The floods in Jammu and Kashmir in 2014 killed at least 150 people, 40 of them in the Saddal village. (File Photo)
Jammu:
In a small village in Udhampur district of Jammu and Kashmir, Rakesh and his family of eight have been living in a tent of a home for the last 17 months. The deadly floods of September 2014 devastated the Saddal village, the horror of which is etched in this families' reminiscences.
The 16-year-old boy has carefully preserved soiled books, the memories of a time when he used to study in a government school. To feed his family in acute poverty, Rakesh is now willing to work as a labourer.
"I am interested in studying further, I read my old books. But I am now thinking of joining my father as a labourer to help the family", he said.
His sister Rinka at 17 spends her days doing household chores and taking care of her four younger siblings.

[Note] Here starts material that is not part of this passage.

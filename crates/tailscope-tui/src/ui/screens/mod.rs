mod log_viewer;
mod path_select;

pub use log_viewer::LogViewerScreen;
pub use path_select::PathSelectScreen;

The father, Puran Singh, who now barely earns enough money as a daily wage labourer to feed the family recounts the time when he used to be a farmer and was able to send his children to school, while he mourns the ones lost in the floods.
"My mother, brother, aunt, niece died in the floods. If government does not help us, what will we do?" said Puran.
He wants to migrate to some other place where he could earn a livelihood and his children could study.
The floods in Jammu and Kashmir in 2014 killed at least 150 people, 40 of them in the Saddal village. The government's promise to rehabilitate the surviving villagers has not seen the light of day.
The state claims to have helped many villagers restart their lives. "We arranged for schooling for the 51 families who shifted to Udhampur and also gave sheds to 26 other families," said Shahid Iqbal, the District Collector of Udhampur.
For the ones who did not migrate, life has been an unending struggle in Saddal village where children are losing hope of a better future.